Australian musician (born 1993)

Zheani Isobel Sparkes (/ˌziˈɑː.ni/; b. 1993) is an Australian musician. After modelling as part of the Cara Delevingne–fronted DKNY campaign in 2014 and installing an art exhibition in Melbourne, she turned her attention to music and released six EPs between 2018 and 2023. She makes autobiographical music across a wide range of genres. One track, "Bring Wet Cunt", attracted attention after it was played uncensored on triple j and triple j Unearthed.

== Biography ==
Sparkes was born in Bundaberg Base Hospital and grew up in Wallaville. Her unusual name (which she has had since birth) is a product of her father's interest in numerology and tarot. Following her father's death, Zheani moved to Seventeen Seventy, Queensland to live with her mother. She attended Rosedale State School and briefly studied film at university, but decided to drop out less than a year in to pursue other endeavors. Her childhood was marked by domestic violence and drug use, as she illustrates in her works and hints at in interviews. In June 2013, she was contacted by Yolandi Visser of Die Antwoord and then repeatedly by the band's Watkin Tudor Jones; she went to Cape Town with him and subsequently joined the band as an assistant for part of their 2015 Australia tour.

Sparkes modelled as part of an October 2014 Cara Delevingne collection for DKNY; by the following September, she had lived in several countries and was living in London. In May 2017, Sparkes and her creative partner Mik Shida created a street art exhibition by stripping naked, covering themselves with blue paint, and leaving imprints on walls all over Melbourne. The pair were inspired to do this by Yves Klein, who had used women as paintbrushes for his Anthropométries in the 1960s. Around this time, she started making music as an outlet for what she wanted to say. Her first EP, Eight, was released in 2018 and recounted her experiences of poverty and foster care. In early 2019, she released "Lie and Look", a trap song about a deteriorating relationship. She accompanied this with a music video in which she played in the woods with a miniature version of herself.

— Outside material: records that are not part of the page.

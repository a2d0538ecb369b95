//! Transaction Executor
//!
//! Runs one unit of work inside one store transaction: commit on `Ok`,
//! rollback on `Err`. The unit's error is returned as-is.
//!
//! The executor never retries. Contention surfaces as a
//! [`ErrorKind::Conflict`](crate::error::ErrorKind::Conflict) error and the
//! caller decides whether to re-run the whole operation, typically through
//! [`retry_on_conflict`].

use futures::future::BoxFuture;
use rand::Rng;
use std::future::Future;
use std::sync::Arc;
use std::time::Duration;
use tracing::{debug, error, warn};

use crate::error::{SettlementError, StoreContext};
use crate::store::{Store, StoreTx};

/// Unit-of-work runner bound to one store
pub struct TxExecutor<S: Store> {
    store: Arc<S>,
}

impl<S: Store> TxExecutor<S> {
    pub fn new(store: Arc<S>) -> Self {
        Self { store }
    }

    pub fn store(&self) -> &Arc<S> {
        &self.store
    }

    /// Run `f` in a fresh transaction.
    ///
    /// `f` borrows the transaction for the duration of its future, so it may
    /// only capture owned data:
    ///
    /// ```ignore
    /// let order = executor
    ///     .exec_tx("load_order", move |tx| Box::pin(async move {
    ///         tx.get_order(order_id).await.context("failed to load order")
    ///     }))
    ///     .await?;
    /// ```
    pub async fn exec_tx<T, F>(&self, op: &'static str, f: F) -> Result<T, SettlementError>
    where
        T: Send,
        F: for<'t> FnOnce(&'t mut S::Tx) -> BoxFuture<'t, Result<T, SettlementError>> + Send,
    {
        let mut tx = self
            .store
            .begin()
            .await
            .context("failed to begin transaction")?;

        match f(&mut tx).await {
            Ok(value) => {
                tx.commit()
                    .await
                    .context("failed to commit transaction")?;
                debug!(op, store = self.store.name(), "Transaction committed");
                Ok(value)
            }
            Err(e) => {
                if let Err(rb) = tx.rollback().await {
                    error!(op, error = %e, rollback_error = %rb, "Rollback failed");
                }
                warn!(op, code = e.code(), error = %e, "Transaction rolled back");
                Err(e)
            }
        }
    }
}

/// Caller-side retry policy for [`retry_on_conflict`]
#[derive(Debug, Clone)]
pub struct RetryPolicy {
    /// Total attempts including the first one
    pub max_attempts: u32,
    pub base_delay: Duration,
    pub max_delay: Duration,
}

impl Default for RetryPolicy {
    fn default() -> Self {
        Self {
            max_attempts: 3,
            base_delay: Duration::from_millis(20),
            max_delay: Duration::from_millis(500),
        }
    }
}

impl RetryPolicy {
    /// Exponential backoff with up to 50% added jitter
    pub fn backoff(&self, attempt: u32) -> Duration {
        let exp = self
            .base_delay
            .saturating_mul(1u32.checked_shl(attempt.saturating_sub(1)).unwrap_or(u32::MAX));
        let delay = exp.min(self.max_delay);
        let jitter_ms = (delay.as_millis() / 2) as u64;
        if jitter_ms == 0 {
            return delay;
        }
        delay + Duration::from_millis(rand::thread_rng().gen_range(0..=jitter_ms))
    }
}

/// Re-run `op` while it fails with a Conflict, up to `policy.max_attempts`.
///
/// Only for operations that are safe to repeat as a whole. Any other error,
/// or the last Conflict, is returned unchanged.
pub async fn retry_on_conflict<T, F, Fut>(
    policy: &RetryPolicy,
    mut op: F,
) -> Result<T, SettlementError>
where
    F: FnMut() -> Fut,
    Fut: Future<Output = Result<T, SettlementError>>,
{
    let mut attempt = 1;
    loop {
        match op().await {
            Err(e) if e.is_conflict() && attempt < policy.max_attempts => {
                let delay = policy.backoff(attempt);
                warn!(
                    attempt,
                    max_attempts = policy.max_attempts,
                    delay_ms = delay.as_millis() as u64,
                    error = %e,
                    "Conflict, retrying unit of work"
                );
                tokio::time::sleep(delay).await;
                attempt += 1;
            }
            other => return other,
        }
    }
}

Sparkes released the album The Line in March 2019, which Shaad D'Souza of The Fader described as "a raw and uncompromising EP of no-holds-barred noise rap and electronic abrasion". Among The Lines new tracks was "The Question", which accused Jones of abuse; after Die Antwoord's lawyer sent a cease and desist letter, she uploaded a music video for the track. She subsequently filed a police report that stated that she had been the victim of non-consensual porn and accused Jones of sexually assaulting her.

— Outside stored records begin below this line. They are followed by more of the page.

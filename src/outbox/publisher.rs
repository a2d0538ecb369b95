//! Outbox Publisher
//!
//! Background worker that drains pending outbox rows into the task queue.
//!
//! Each batch runs in one store transaction: claim rows (`SKIP LOCKED`, so
//! several publishers can share the table), distribute each, record the
//! outcome, commit. A distributor failure is recorded on the row and retried
//! on a later batch until `max_attempts`, after which the row is parked as
//! `failed`.

use std::sync::Arc;
use std::time::Duration;
use tokio::sync::watch;
use tracing::{debug, error, info, warn};

use super::distributor::TaskDistributor;
use crate::error::{SettlementError, StoreContext};
use crate::executor::TxExecutor;
use crate::store::{Store, StoreTx};

/// Configuration for the outbox publisher
#[derive(Debug, Clone)]
pub struct PublisherConfig {
    /// How often to poll for pending rows
    pub poll_interval: Duration,
    /// Maximum rows claimed per batch
    pub batch_size: i64,
    /// Distributor failures before a row is marked failed
    pub max_attempts: i32,
}

impl Default for PublisherConfig {
    fn default() -> Self {
        Self {
            poll_interval: Duration::from_secs(1),
            batch_size: 100,
            max_attempts: 10,
        }
    }
}

/// Outcome of one batch
#[derive(Debug, Clone, Copy, Default, PartialEq, Eq)]
pub struct BatchReport {
    pub published: usize,
    pub failed: usize,
    pub gave_up: usize,
}

pub struct OutboxPublisher<S: Store> {
    executor: Arc<TxExecutor<S>>,
    distributor: Arc<dyn TaskDistributor>,
    config: PublisherConfig,
}

impl<S: Store> OutboxPublisher<S> {
    pub fn new(
        executor: Arc<TxExecutor<S>>,
        distributor: Arc<dyn TaskDistributor>,
        config: PublisherConfig,
    ) -> Self {
        Self {
            executor,
            distributor,
            config,
        }
    }

    /// Poll until `shutdown` flips to `true`
    pub async fn run(&self, mut shutdown: watch::Receiver<bool>) {
        info!(
            poll_interval_ms = self.config.poll_interval.as_millis() as u64,
            batch_size = self.config.batch_size,
            max_attempts = self.config.max_attempts,
            distributor = self.distributor.name(),
            "Starting outbox publisher"
        );

        loop {
            if *shutdown.borrow() {
                break;
            }
            if let Err(e) = self.publish_batch().await {
                error!(error = %e, code = e.code(), "Outbox batch failed");
            }

            tokio::select! {
                _ = tokio::time::sleep(self.config.poll_interval) => {}
                changed = shutdown.changed() => {
                    if changed.is_err() {
                        break;
                    }
                }
            }
        }

        info!("Outbox publisher stopped");
    }

    /// Claim, distribute and mark one batch of pending rows
    pub async fn publish_batch(&self) -> Result<BatchReport, SettlementError> {
        let distributor = self.distributor.clone();
        let batch_size = self.config.batch_size;
        let max_attempts = self.config.max_attempts;

        let report = self
            .executor
            .exec_tx("publish_outbox", move |tx| {
                Box::pin(async move {
                    let pending = tx
                        .claim_pending_outbox(batch_size)
                        .await
                        .context("failed to claim outbox rows")?;

                    let mut report = BatchReport::default();
                    for msg in pending {
                        match distributor.distribute(&msg).await {
                            Ok(task_id) => {
                                tx.mark_outbox_published(msg.id)
                                    .await
                                    .context("failed to mark outbox row published")?;
                                debug!(outbox_id = msg.id, task_id = %task_id, "Outbox row published");
                                report.published += 1;
                            }
                            Err(e) => {
                                let give_up = msg.attempts + 1 >= max_attempts;
                                tx.record_outbox_failure(msg.id, &e.to_string(), give_up)
                                    .await
                                    .context("failed to record outbox failure")?;
                                if give_up {
                                    error!(
                                        outbox_id = msg.id,
                                        task_type = %msg.task_type,
                                        attempts = msg.attempts + 1,
                                        error = %e,
                                        "Giving up on outbox row"
                                    );
                                    report.gave_up += 1;
                                } else {
                                    warn!(
                                        outbox_id = msg.id,
                                        attempts = msg.attempts + 1,
                                        error = %e,
                                        "Outbox distribution failed"
                                    );
                                    report.failed += 1;
                                }
                            }
                        }
                    }
                    Ok(report)
                })
            })
            .await?;

        if report != BatchReport::default() {
            info!(
                published = report.published,
                failed = report.failed,
                gave_up = report.gave_up,
                "Outbox batch done"
            );
        }
        Ok(report)
    }
}

#[cfg(test)]
mod tests {
    use super::*;
    use crate::models::{NewUser, OutboxStatus, UserRole};
    use crate::outbox::distributor::MemoryDistributor;
    use crate::settlement::SettlementService;
    use crate::store::MemoryStore;

    async fn setup(
        users: &[&str],
        config: PublisherConfig,
    ) -> (Arc<MemoryStore>, Arc<MemoryDistributor>, OutboxPublisher<MemoryStore>) {
        let store = Arc::new(MemoryStore::new());
        let service = SettlementService::new(store.clone());
        for name in users {
            service
                .create_user(NewUser {
                    username: name.to_string(),
                    email: format!("{name}@example.com"),
                    password_hash: "hash".into(),
                    role: UserRole::User,
                })
                .await
                .unwrap();
        }
        let distributor = Arc::new(MemoryDistributor::new());
        let publisher = OutboxPublisher::new(service.executor().clone(), distributor.clone(), config);
        (store, distributor, publisher)
    }

    #[tokio::test]
    async fn test_publishes_pending_rows() {
        let (store, distributor, publisher) =
            setup(&["alice", "bob"], PublisherConfig::default()).await;

        let report = publisher.publish_batch().await.unwrap();
        assert_eq!(report.published, 2);

        let delivered = distributor.delivered();
        assert_eq!(delivered[0].payload["email"], "alice@example.com");
        assert_eq!(delivered[1].payload["email"], "bob@example.com");
        assert!(store
            .outbox_messages()
            .await
            .iter()
            .all(|m| m.status == OutboxStatus::Published && m.published_at.is_some()));

        // Nothing left to do
        let report = publisher.publish_batch().await.unwrap();
        assert_eq!(report, BatchReport::default());
        assert_eq!(distributor.call_count(), 2);
    }

    #[tokio::test]
    async fn test_failure_is_retried_on_next_batch() {
        let (store, distributor, publisher) = setup(&["alice"], PublisherConfig::default()).await;
        distributor.fail_next(1);

        let report = publisher.publish_batch().await.unwrap();
        assert_eq!(report.failed, 1);
        let row = &store.outbox_messages().await[0];
        assert_eq!(row.status, OutboxStatus::Pending);
        assert_eq!(row.attempts, 1);
        assert!(row.last_error.is_some());

        let report = publisher.publish_batch().await.unwrap();
        assert_eq!(report.published, 1);
        assert_eq!(store.outbox_messages().await[0].status, OutboxStatus::Published);
    }

    #[tokio::test]
    async fn test_gives_up_after_max_attempts() {
        let config = PublisherConfig {
            max_attempts: 2,
            ..PublisherConfig::default()
        };
        let (store, distributor, publisher) = setup(&["alice"], config).await;
        distributor.fail_next(5);

        publisher.publish_batch().await.unwrap();
        let report = publisher.publish_batch().await.unwrap();
        assert_eq!(report.gave_up, 1);

        let row = &store.outbox_messages().await[0];
        assert_eq!(row.status, OutboxStatus::Failed);
        assert_eq!(row.attempts, 2);

        // Parked rows are not claimed again
        let report = publisher.publish_batch().await.unwrap();
        assert_eq!(report, BatchReport::default());
    }

    #[tokio::test]
    async fn test_batch_size_limits_claim() {
        let config = PublisherConfig {
            batch_size: 1,
            ..PublisherConfig::default()
        };
        let (_store, distributor, publisher) = setup(&["alice", "bob", "carol"], config).await;

        assert_eq!(publisher.publish_batch().await.unwrap().published, 1);
        assert_eq!(publisher.publish_batch().await.unwrap().published, 1);
        assert_eq!(distributor.delivered().len(), 2);
    }

    #[tokio::test]
    async fn test_run_stops_on_shutdown() {
        let config = PublisherConfig {
            poll_interval: Duration::from_millis(5),
            ..PublisherConfig::default()
        };
        let (store, _distributor, publisher) = setup(&["alice"], config).await;
        let (tx, rx) = watch::channel(false);

        let handle = tokio::spawn(async move { publisher.run(rx).await });
        tokio::time::sleep(Duration::from_millis(30)).await;
        tx.send(true).unwrap();
        handle.await.unwrap();

        assert_eq!(store.outbox_messages().await[0].status, OutboxStatus::Published);
    }
}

In May 2019, she featured on Ängie's "Orgy of Enemies"; by the end of the year, she had also released the single "I Won't Sell My Soul". The following April, she released the single "Dirtbike", which discussed her father's drug addiction and a boyfriend of her mother who had the nickname "Donkey Dick". She followed this with "Dirt on the Name of Steven", a track about her father, and then The Zheani Sparkes EP, the latter in May 2020. The Zheani Sparkes EP discussed her upbringing, her father's death and the violence she witnessed during her childhood. That July, she released a video for the EP's track "Lava". Sparkes released the track "Skin Walker" in November 2020, which she named after an insult on Tumblr that happened to be the name of a witch in Navajo mythology. The following month, she criticised Triple J for playing her as part of their Unearthed radio station, following which Bridget Hustwaite alleged that she had uploaded her music to the platform for that purpose.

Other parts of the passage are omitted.